Pour la période romaine, au moins trois phases sont représentées avec une alternance entre les périodes d’occupation (niveaux de sol, bâtiment excavé, structures en creux) et les phases de destruction liées à des incendies. Le mobilier archéologique mis au jour est caractéristique du Haut-Empire et l’essentiel du matériel ne dépasse pas le 3ième siècle après J.-C. et est daté majoritairement de la période flavienne et du 2ième siècle après J.-C. Le fait étant rare, il est important de noter qu’un niveau de remblai contenant du mobilier daté du Bas-Empire a été mis au jour (4ième - 5ième siècle). Cette occurrence nous questionne une fois de plus sur l’étendue de la ville romaine durant l’Antiquité tardive et sur son organisation, notamment après la mise au jour de l’enceinte fortifiée en 2015 (Merkenbreack 2017a). La présence de plusieurs niveaux de destruction par le feu (couches de torchis rubéfié) fait écho aux observations réalisées aux abords de la route de Clarques lors d’opérations de diagnostics (Blamangin 2004 et Merkenbreack 2014). Ce secteur de Tervanna, localisé entre le quartier des Bachinets et le haut de la Vieille Ville, a donc une vocation domestique au regard des structures et du mobilier mis au jour, même si la présence d’autres activités n’est pas exclue.

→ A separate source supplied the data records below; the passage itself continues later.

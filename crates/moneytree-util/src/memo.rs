use std::collections::HashMap;
use std::sync::Mutex;

use serde::Serialize;

use crate::error::{MemoError, UtilError};

/// Caller-owned memoization cache keyed by the canonical JSON encoding of the
/// call arguments.
///
/// The cache grows without bound and is never evicted; it lives as long as the
/// owner keeps it. Reads and writes are synchronized with a `Mutex`. The lock
/// is not held while the computation runs, so two callers racing on the same
/// missing key may both compute; the later write wins and both observe an
/// equal value.
#[derive(Debug, Default)]
pub struct MemoCache<V> {
    entries: Mutex<HashMap<String, V>>,
}

impl<V: Clone> MemoCache<V> {
    pub fn new() -> Self {
        Self {
            entries: Mutex::new(HashMap::new()),
        }
    }

    /// Returns the cached value for `key`, computing and storing it on a miss.
    ///
    /// When `refresh` is true the lookup is bypassed for this call only: the
    /// computation always runs and the fresh result replaces whatever was
    /// stored. Keys are any `Serialize` value; encoding failure surfaces as
    /// [`UtilError::KeySerialization`] and the computation does not run.
    pub fn get_or_compute<K, F>(&self, key: &K, refresh: bool, compute: F) -> Result<V, UtilError>
    where
        K: Serialize + ?Sized,
        F: FnOnce() -> V,
    {
        let encoded = encode_key(key)?;

        if !refresh {
            if let Some(hit) = self.lookup(&encoded) {
                return Ok(hit);
            }
        }

        let value = compute();
        self.store(encoded, value.clone());
        Ok(value)
    }

    /// Fallible twin of [`get_or_compute`](Self::get_or_compute).
    ///
    /// A failing computation propagates as [`MemoError::Compute`] and is not
    /// cached; the next call with the same key computes again.
    pub fn try_get_or_compute<K, E, F>(
        &self,
        key: &K,
        refresh: bool,
        compute: F,
    ) -> Result<V, MemoError<E>>
    where
        K: Serialize + ?Sized,
        F: FnOnce() -> Result<V, E>,
    {
        let encoded = encode_key(key).map_err(MemoError::Key)?;

        if !refresh {
            if let Some(hit) = self.lookup(&encoded) {
                return Ok(hit);
            }
        }

        let value = compute().map_err(MemoError::Compute)?;
        self.store(encoded, value.clone());
        Ok(value)
    }

    pub fn len(&self) -> usize {
        self.entries
            .lock()
            .expect("memo cache should not be poisoned")
            .len()
    }

    pub fn is_empty(&self) -> bool {
        self.len() == 0
    }

    /// Drops every cached entry.
    pub fn clear(&self) {
        self.entries
            .lock()
            .expect("memo cache should not be poisoned")
            .clear();
    }

    fn lookup(&self, encoded: &str) -> Option<V> {
        self.entries
            .lock()
            .expect("memo cache should not be poisoned")
            .get(encoded)
            .cloned()
    }

    fn store(&self, encoded: String, value: V) {
        self.entries
            .lock()
            .expect("memo cache should not be poisoned")
            .insert(encoded, value);
    }
}

fn encode_key<K: Serialize + ?Sized>(key: &K) -> Result<String, serde_json::Error> {
    serde_json::to_string(key)
}

#[cfg(test)]
mod tests {
    use std::cell::Cell;

    use super::*;

    #[test]
    fn second_identical_call_hits_the_cache() {
        let cache = MemoCache::new();
        let runs = Cell::new(0u32);
        let compute = || {
            runs.set(runs.get() + 1);
            42
        };

        let first = cache
            .get_or_compute(&("spx", 10), false, compute)
            .expect("key should encode");
        let second = cache
            .get_or_compute(&("spx", 10), false, compute)
            .expect("key should encode");

        assert_eq!(first, 42);
        assert_eq!(second, 42);
        assert_eq!(runs.get(), 1);
    }

    #[test]
    fn distinct_keys_compute_independently() {
        let cache = MemoCache::new();

        let a = cache
            .get_or_compute(&("spx", 10), false, || 1)
            .expect("key should encode");
        let b = cache
            .get_or_compute(&("spx", 20), false, || 2)
            .expect("key should encode");

        assert_eq!((a, b), (1, 2));
        assert_eq!(cache.len(), 2);
    }

    #[test]
    fn refresh_bypasses_lookup_and_updates_the_entry() {
        let cache = MemoCache::new();

        cache
            .get_or_compute(&"vix", false, || 1)
            .expect("key should encode");
        let refreshed = cache
            .get_or_compute(&"vix", true, || 2)
            .expect("key should encode");
        let cached = cache
            .get_or_compute(&"vix", false, || 3)
            .expect("key should encode");

        assert_eq!(refreshed, 2);
        assert_eq!(cached, 2);
        assert_eq!(cache.len(), 1);
    }

    #[test]
    fn failed_computation_is_not_cached() {
        let cache: MemoCache<i32> = MemoCache::new();
        let runs = Cell::new(0u32);

        let err = cache
            .try_get_or_compute(&"vix", false, || {
                runs.set(runs.get() + 1);
                Err::<i32, _>("backend down")
            })
            .expect_err("computation should fail");
        assert!(matches!(err, MemoError::Compute("backend down")));
        assert!(cache.is_empty());

        let recovered = cache
            .try_get_or_compute(&"vix", false, || {
                runs.set(runs.get() + 1);
                Ok::<_, &str>(7)
            })
            .expect("computation should succeed");
        assert_eq!(recovered, 7);
        assert_eq!(runs.get(), 2);
    }

    #[test]
    fn clear_empties_the_cache() {
        let cache = MemoCache::new();
        cache
            .get_or_compute(&1, false, || "one")
            .expect("key should encode");
        assert_eq!(cache.len(), 1);

        cache.clear();
        assert!(cache.is_empty());
    }
}
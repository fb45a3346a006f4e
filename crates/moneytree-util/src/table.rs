use serde::{Deserialize, Serialize};

use crate::format::NumberFormat;

/// Named single column with row labels.
///
/// `map` and the formatting helpers always return a new structure with the
/// name and labels carried over; the source is never mutated in place.
#[derive(Debug, Clone, PartialEq, Serialize, Deserialize)]
pub struct Column<T> {
    pub name: String,
    pub labels: Vec<String>,
    pub values: Vec<T>,
}

impl<T> Column<T> {
    pub fn new(
        name: impl Into<String>,
        labels: Vec<String>,
        values: Vec<T>,
    ) -> Self {
        Self {
            name: name.into(),
            labels,
            values,
        }
    }

    pub fn len(&self) -> usize {
        self.values.len()
    }

    pub fn is_empty(&self) -> bool {
        self.values.is_empty()
    }

    /// Applies `f` element-wise, preserving name and labels.
    pub fn map<U>(&self, f: impl Fn(&T) -> U) -> Column<U> {
        Column {
            name: self.name.clone(),
            labels: self.labels.clone(),
            values: self.values.iter().map(f).collect(),
        }
    }
}

/// Rows-by-named-columns table with row labels, stored row-major.
#[derive(Debug, Clone, PartialEq, Serialize, Deserialize)]
pub struct Table<T> {
    pub index: Vec<String>,
    pub columns: Vec<String>,
    pub values: Vec<Vec<T>>,
}

impl<T> Table<T> {
    pub fn new(index: Vec<String>, columns: Vec<String>, values: Vec<Vec<T>>) -> Self {
        Self {
            index,
            columns,
            values,
        }
    }

    pub fn n_rows(&self) -> usize {
        self.values.len()
    }

    pub fn n_cols(&self) -> usize {
        self.columns.len()
    }

    /// Applies `f` element-wise, preserving index and column names.
    pub fn map<U>(&self, f: impl Fn(&T) -> U) -> Table<U> {
        Table {
            index: self.index.clone(),
            columns: self.columns.clone(),
            values: self
                .values
                .iter()
                .map(|row| row.iter().map(&f).collect())
                .collect(),
        }
    }
}

/// Element-wise display formatting over a label-preserving container.
pub trait AsFormat {
    type Formatted;

    /// Maps `format` over every element, keeping row/column labels.
    fn as_format(&self, format: NumberFormat) -> Self::Formatted;

    /// Percent rendering with the given decimal digits.
    fn as_percent(&self, digits: usize) -> Self::Formatted {
        self.as_format(NumberFormat::Percent { digits })
    }
}

impl AsFormat for Column<f64> {
    type Formatted = Column<String>;

    fn as_format(&self, format: NumberFormat) -> Column<String> {
        self.map(|value| format.apply(*value))
    }
}

impl AsFormat for Table<f64> {
    type Formatted = Table<String>;

    fn as_format(&self, format: NumberFormat) -> Table<String> {
        self.map(|value| format.apply(*value))
    }
}

/// Free-function mirror of [`AsFormat::as_format`].
pub fn as_format<T: AsFormat>(item: &T, format: NumberFormat) -> T::Formatted {
    item.as_format(format)
}

/// Free-function mirror of [`AsFormat::as_percent`]; two digits is the usual
/// call.
pub fn as_percent<T: AsFormat>(item: &T, digits: usize) -> T::Formatted {
    item.as_percent(digits)
}
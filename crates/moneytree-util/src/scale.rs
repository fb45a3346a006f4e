use crate::error::UtilError;

/// Linearly remaps `val` from the `src` range onto the `dst` range.
///
/// Values outside `src` are clipped to the matching `dst` bound rather than
/// extrapolated. A zero-width source range cannot be mapped and surfaces as
/// [`UtilError::DegenerateSourceRange`]; clipping is checked first, so an
/// out-of-range value still clips against a degenerate range.
///
/// ```
/// use moneytree_util::scale;
///
/// assert_eq!(scale(0.0, (0.0, 99.0), (-1.0, 1.0)).unwrap(), -1.0);
/// assert_eq!(scale(-5.0, (0.0, 99.0), (-1.0, 1.0)).unwrap(), -1.0);
/// ```
pub fn scale(val: f64, src: (f64, f64), dst: (f64, f64)) -> Result<f64, UtilError> {
    let (src_lo, src_hi) = src;
    let (dst_lo, dst_hi) = dst;

    if val < src_lo {
        return Ok(dst_lo);
    }
    if val > src_hi {
        return Ok(dst_hi);
    }
    if src_lo == src_hi {
        return Err(UtilError::DegenerateSourceRange { low: src_lo });
    }

    Ok((val - src_lo) / (src_hi - src_lo) * (dst_hi - dst_lo) + dst_lo)
}
use std::fmt::{Display, Formatter};

use serde::{Deserialize, Serialize};

/// Formats a ratio as a percent: `0.1234` becomes `"12.34%"`. NaN renders as
/// `"-"`.
pub fn fmtp(number: f64) -> String {
    if number.is_nan() {
        return "-".to_owned();
    }
    format!("{:.2}%", number * 100.0)
}

/// Percent formatting without the `%` suffix: `0.1234` becomes `"12.34"`.
/// NaN renders as `"-"`.
pub fn fmtpn(number: f64) -> String {
    if number.is_nan() {
        return "-".to_owned();
    }
    format!("{:.2}", number * 100.0)
}

/// Plain two-decimal formatting. NaN renders as `"-"`.
pub fn fmtn(number: f64) -> String {
    if number.is_nan() {
        return "-".to_owned();
    }
    format!("{number:.2}")
}

/// Element format applied by the tabular mappers.
///
/// Unlike the scalar helpers above this does not special-case NaN; it formats
/// exactly what it is given.
#[derive(Debug, Clone, Copy, PartialEq, Eq, Serialize, Deserialize)]
#[serde(rename_all = "lowercase")]
pub enum NumberFormat {
    /// Fixed-point with the given number of decimal digits.
    Fixed { digits: usize },
    /// Value scaled by 100 with a `%` suffix and the given decimal digits.
    Percent { digits: usize },
}

impl NumberFormat {
    pub fn apply(self, value: f64) -> String {
        match self {
            Self::Fixed { digits } => format!("{value:.digits$}"),
            Self::Percent { digits } => {
                let scaled = value * 100.0;
                format!("{scaled:.digits$}%")
            }
        }
    }
}

impl Display for NumberFormat {
    fn fmt(&self, f: &mut Formatter<'_>) -> std::fmt::Result {
        match self {
            Self::Fixed { digits } => write!(f, ".{digits}f"),
            Self::Percent { digits } => write!(f, ".{digits}%"),
        }
    }
}
// Test library re-exporting the helper surface under test
pub use moneytree_util::{
    as_format, as_percent, clean_ticker, clean_tickers, fmtn, fmtp, fmtpn, get_freq_name,
    parse_arg, scale, ArgList, AsFormat, Column, Frequency, MemoCache, MemoError, NumberFormat,
    Table, UtilError,
};
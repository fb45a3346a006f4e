//! Shared helpers for moneytree.
//!
//! This crate contains:
//! - A caller-owned memoization cache keyed by canonical JSON arguments
//! - Ticker cleanup and csv/list argument parsing
//! - Scalar and tabular display formatters
//! - Frequency-code names and linear range scaling

pub mod args;
pub mod error;
pub mod format;
pub mod freq;
pub mod memo;
pub mod scale;
pub mod table;
pub mod ticker;

pub use args::{parse_arg, ArgList};
pub use error::{MemoError, UtilError};
pub use format::{fmtn, fmtp, fmtpn, NumberFormat};
pub use freq::{get_freq_name, Frequency};
pub use memo::MemoCache;
pub use scale::scale;
pub use table::{as_format, as_percent, AsFormat, Column, Table};
pub use ticker::{clean_ticker, clean_tickers};
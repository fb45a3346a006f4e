use thiserror::Error;

/// Errors exposed by `moneytree-util`.
#[derive(Debug, Error)]
pub enum UtilError {
    #[error("cache key serialization failed: {0}")]
    KeySerialization(#[from] serde_json::Error),

    #[error("source range is degenerate: low == high == {low}")]
    DegenerateSourceRange { low: f64 },
}

/// Error for memoized computations that can themselves fail.
///
/// A failing computation propagates unchanged through `Compute` and is never
/// cached.
#[derive(Debug, Error)]
pub enum MemoError<E> {
    #[error("cache key serialization failed: {0}")]
    Key(#[from] serde_json::Error),

    #[error(transparent)]
    Compute(E),
}

#[cfg(test)]
mod tests {
    use super::*;

    #[test]
    fn degenerate_range_message_carries_bound() {
        let err = UtilError::DegenerateSourceRange { low: 3.5 };
        assert_eq!(
            err.to_string(),
            "source range is degenerate: low == high == 3.5"
        );
    }
}
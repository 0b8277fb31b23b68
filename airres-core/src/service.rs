use std::error::Error;
use std::sync::Arc;

use tracing::{info, warn};

use crate::mapper::ticket_to_summary;
use crate::repository::{
    FlightRepository, PassengerRepository, ReservationRepository, TicketRepository, UserRepository,
};
use crate::reservation::{Reservation, ReservationResult};
use crate::search::TicketSummary;
use crate::ticket::TicketType;
use crate::{CoreError, CoreResult};

/// Ticket search and booking on top of the directory, catalog and store collaborators.
#[derive(Clone)]
pub struct AirReservationService {
    users: Arc<dyn UserRepository>,
    tickets: Arc<dyn TicketRepository>,
    passengers: Arc<dyn PassengerRepository>,
    flights: Arc<dyn FlightRepository>,
    reservations: Arc<dyn ReservationRepository>,
}

impl AirReservationService {
    pub fn new(
        users: Arc<dyn UserRepository>,
        tickets: Arc<dyn TicketRepository>,
        passengers: Arc<dyn PassengerRepository>,
        flights: Arc<dyn FlightRepository>,
        reservations: Arc<dyn ReservationRepository>,
    ) -> Self {
        Self {
            users,
            tickets,
            passengers,
            flights,
            reservations,
        }
    }

    /// Tickets arriving at the user's preferred destination with the requested type.
    pub async fn find_user_favorite_place_tickets(
        &self,
        user_id: i32,
        ticket_type: &str,
    ) -> CoreResult<Vec<TicketSummary>> {
        let ticket_type: TicketType = ticket_type.parse()?;

        let user = self
            .users
            .find_user_by_id(user_id)
            .await
            .map_err(lookup_failed)?
            .ok_or_else(|| CoreError::NotFound(format!("user {} not found", user_id)))?;

        // A user without a preferred destination cannot match any ticket.
        let tickets = match user.like_travel_place.as_deref() {
            Some(place) => self
                .tickets
                .find_tickets_by_arrival_and_type(place, ticket_type)
                .await
                .map_err(lookup_failed)?,
            None => Vec::new(),
        };

        if tickets.is_empty() {
            return Err(CoreError::NotFound(format!(
                "no {} tickets to {} for user {}",
                ticket_type,
                user.like_travel_place.as_deref().unwrap_or("<unset>"),
                user_id
            )));
        }

        Ok(tickets.iter().map(ticket_to_summary).collect())
    }

    /// Books `ticket_id` for the passenger of `user_id`.
    ///
    /// Lookups run strictly in order (ticket, passenger, flights) and the
    /// reservation is only written once all three have succeeded. A rejected
    /// write is reported as [`CoreError::NotAcceptable`] and is not retried.
    pub async fn make_reservation(
        &self,
        ticket_id: i32,
        user_id: i32,
    ) -> CoreResult<ReservationResult> {
        let ticket = self
            .tickets
            .find_ticket_by_id(ticket_id)
            .await
            .map_err(lookup_failed)?
            .ok_or_else(|| CoreError::NotFound(format!("airline ticket {} not found", ticket_id)))?;

        let passenger = self
            .passengers
            .find_passenger_by_user_id(user_id)
            .await
            .map_err(lookup_failed)?
            .ok_or_else(|| {
                CoreError::NotFound(format!("no passenger registered for user {}", user_id))
            })?;

        let flights = self
            .flights
            .find_flights_by_ticket(&ticket)
            .await
            .map_err(lookup_failed)?;

        if flights.is_empty() {
            return Err(CoreError::NotFound(format!(
                "no flights found for airline ticket {}",
                ticket.ticket_id
            )));
        }

        let reservation = Reservation::new(&passenger, &ticket);
        if let Err(e) = self.reservations.save_reservation(&reservation).await {
            warn!(
                "Reservation rejected for ticket {} passenger {}: {}",
                ticket.ticket_id, passenger.passenger_id, e
            );
            return Err(CoreError::NotAcceptable(format!(
                "reservation could not be registered: {}",
                e
            )));
        }

        info!(
            "Reservation registered: ticket {} passenger {} ({} legs)",
            ticket.ticket_id,
            passenger.passenger_id,
            flights.len()
        );

        Ok(ReservationResult::from_legs(&ticket, &flights))
    }
}

fn lookup_failed(e: Box<dyn Error + Send + Sync>) -> CoreError {
    CoreError::InternalError(e.to_string())
}
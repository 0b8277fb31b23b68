use airres_core::search::TicketSummaries;
use airres_core::ReservationResult;
use airres_shared::ReservationConfirmedEvent;
use axum::{
    extract::{Query, State},
    routing::{get, post},
    Json, Router,
};
use serde::Deserialize;
use tracing::{info, warn};

use crate::error::AppError;
use crate::state::AppState;

#[derive(Debug, Deserialize)]
pub struct TicketQuery {
    #[serde(rename = "user-Id")]
    pub user_id: i32,
    #[serde(rename = "airline-ticket-type")]
    pub ticket_type: String,
}

#[derive(Debug, Deserialize)]
#[serde(rename_all = "camelCase")]
pub struct ReservationRequest {
    pub user_id: i32,
    pub airline_ticket_id: i32,
}

pub fn routes() -> Router<AppState> {
    Router::new()
        .route("/api/air-reservation/tickets", get(find_airline_tickets))
        .route("/api/air-reservation/reservations", post(make_reservation))
}

async fn find_airline_tickets(
    State(state): State<AppState>,
    Query(query): Query<TicketQuery>,
) -> Result<Json<TicketSummaries>, AppError> {
    let tickets = state
        .reservations
        .find_user_favorite_place_tickets(query.user_id, &query.ticket_type)
        .await?;

    Ok(Json(TicketSummaries { tickets }))
}

async fn make_reservation(
    State(state): State<AppState>,
    Json(req): Json<ReservationRequest>,
) -> Result<Json<ReservationResult>, AppError> {
    let result = state
        .reservations
        .make_reservation(req.airline_ticket_id, req.user_id)
        .await?;

    info!(
        "Reservation confirmed: ticket {} user {}",
        req.airline_ticket_id, req.user_id
    );

    if let Some(events) = &state.events {
        let event = ReservationConfirmedEvent {
            ticket_id: req.airline_ticket_id,
            user_id: req.user_id,
            leg_count: result.prices.len(),
            total_price: result.total_price,
            timestamp: chrono::Utc::now().timestamp(),
        };
        // The reservation is already stored; a lost event does not fail the request.
        if let Err(e) = events.publish_reservation_confirmed(&event).await {
            warn!("Failed to publish {}: {}", ReservationConfirmedEvent::TOPIC, e);
        }
    }

    Ok(Json(result))
}
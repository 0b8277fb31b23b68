use chrono::{Local, NaiveDateTime};
use serde::{Deserialize, Serialize};

use crate::ticket::{Flight, Ticket};
use crate::user::Passenger;

/// Binding of a passenger to a ticket, written once by the reservation store.
#[derive(Debug, Clone, Serialize, Deserialize, PartialEq)]
pub struct Reservation {
    pub passenger_id: i32,
    pub ticket_id: i32,
    pub reserved_at: NaiveDateTime,
}

impl Reservation {
    pub fn new(passenger: &Passenger, ticket: &Ticket) -> Self {
        Self {
            passenger_id: passenger.passenger_id,
            ticket_id: ticket.ticket_id,
            reserved_at: Local::now().naive_local(),
        }
    }
}

/// Outcome of a successful reservation, in integral display units.
#[derive(Debug, Clone, Serialize, Deserialize, PartialEq, Eq)]
#[serde(rename_all = "camelCase")]
pub struct ReservationResult {
    pub prices: Vec<i32>,
    pub charges: Vec<i32>,
    pub tax: i32,
    pub total_price: i32,
    /// Always true: every failure path returns an error before this is built.
    pub success: bool,
}

impl ReservationResult {
    /// Truncates (never rounds) every monetary value; legs keep catalog order.
    pub fn from_legs(ticket: &Ticket, flights: &[Flight]) -> Self {
        Self {
            prices: flights.iter().map(|f| f.flight_price as i32).collect(),
            charges: flights.iter().map(|f| f.charge as i32).collect(),
            tax: ticket.tax as i32,
            total_price: ticket.total_price as i32,
            success: true,
        }
    }
}

#[cfg(test)]
mod tests {
    use super::*;
    use crate::ticket::TicketType;

    fn leg(id: i32, price: f64, charge: f64) -> Flight {
        let at = chrono::NaiveDate::from_ymd_opt(2024, 5, 10)
            .unwrap()
            .and_hms_opt(9, 0, 0)
            .unwrap();
        Flight {
            flight_id: id,
            ticket_id: 1,
            departure_at: at,
            arrival_at: at,
            departure_location: "Seoul".to_string(),
            arrival_location: "Paris".to_string(),
            flight_price: price,
            charge,
        }
    }

    #[test]
    fn test_result_truncates_instead_of_rounding() {
        let ticket = Ticket {
            ticket_id: 1,
            departure_location: "Seoul".to_string(),
            arrival_location: "Paris".to_string(),
            ticket_type: TicketType::RoundTrip,
            departure_at: None,
            return_at: None,
            tax: 1999.99,
            total_price: 20000.7,
        };
        let flights = vec![leg(1, 14000.9, 60000.5), leg(2, 13999.1, 0.99)];

        let result = ReservationResult::from_legs(&ticket, &flights);

        assert_eq!(result.prices, vec![14000, 13999]);
        assert_eq!(result.charges, vec![60000, 0]);
        assert_eq!(result.tax, 1999);
        assert_eq!(result.total_price, 20000);
        assert!(result.success);
    }

    #[test]
    fn test_result_serializes_camel_case() {
        let result = ReservationResult {
            prices: vec![1],
            charges: vec![2],
            tax: 3,
            total_price: 4,
            success: true,
        };
        let json = serde_json::to_value(&result).unwrap();
        assert_eq!(json["totalPrice"], 4);
        assert_eq!(json["success"], true);
    }
}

La période médiévale / moderne est surtout caractérisée par la mise au jour de la rue Saint-Jean originelle et celle de deux édifices de grande taille dont la vocation reste, pour le moment, indéterminée. La vision complète de l’organisation topographique de la parcelle demeure ardue sans un décapage extensif.
La présence de ces édifices suscite de nombreuses questions et apporte des données inédites pour ce secteur de la Vieille Ville à proximité de la Porte du Saint-Esprit. La mise au jour de la rue Saint-Jean, préservée sous l’actuelle et mesurant au moins 10 à 12 m de largeur, nous permet d’entrevoir l’aspect que devait avoir l’axe principal de la cité épiscopale.
Pour les lecteurs réguliers de mes rapports concernant Thérouanne, le caractère itératif de ma conclusion ne les étonnera pas. Ainsi, l’opération de diagnostic sur les parcelles AB 136 et 137, rue Saint-Jean, confirme une fois de plus que chaque opération réalisée à Thérouanne, dans la Vieille Ville, révèle des données nombreuses et inédites ainsi qu’une puissance stratigraphique conséquente.
L’agencement et l’organisation topographique des vestiges des parcelles AB 136 et 137 doivent être appréhendés sur une surface plus large que l’emprise d’un diagnostic. L’opportunité d’intervenir intra-muros sur une surface aussi vaste et avec une stratigraphie conséquente préservée de l’Antiquité à la destruction de la ville en 1553 est exceptionnelle.
Vincent Merkenbreack
Référence du rapport
MERKENBREACK (V.), avec la collaboration de AFONSO-LOPES (E.), AGOSTINI (H.), GUIDI-RONTANI (G.), MORREALE (J.-R.),
Thérouanne (Pas-de-Calais). «Friche Ledoux - parcelles AB 136 et 137»,
Rapport final d’opération de diagnostic, édition Direction de l’Archéologie du Pas‑de‑Calais, Dainville, 2017, 212 pages, 120 figures.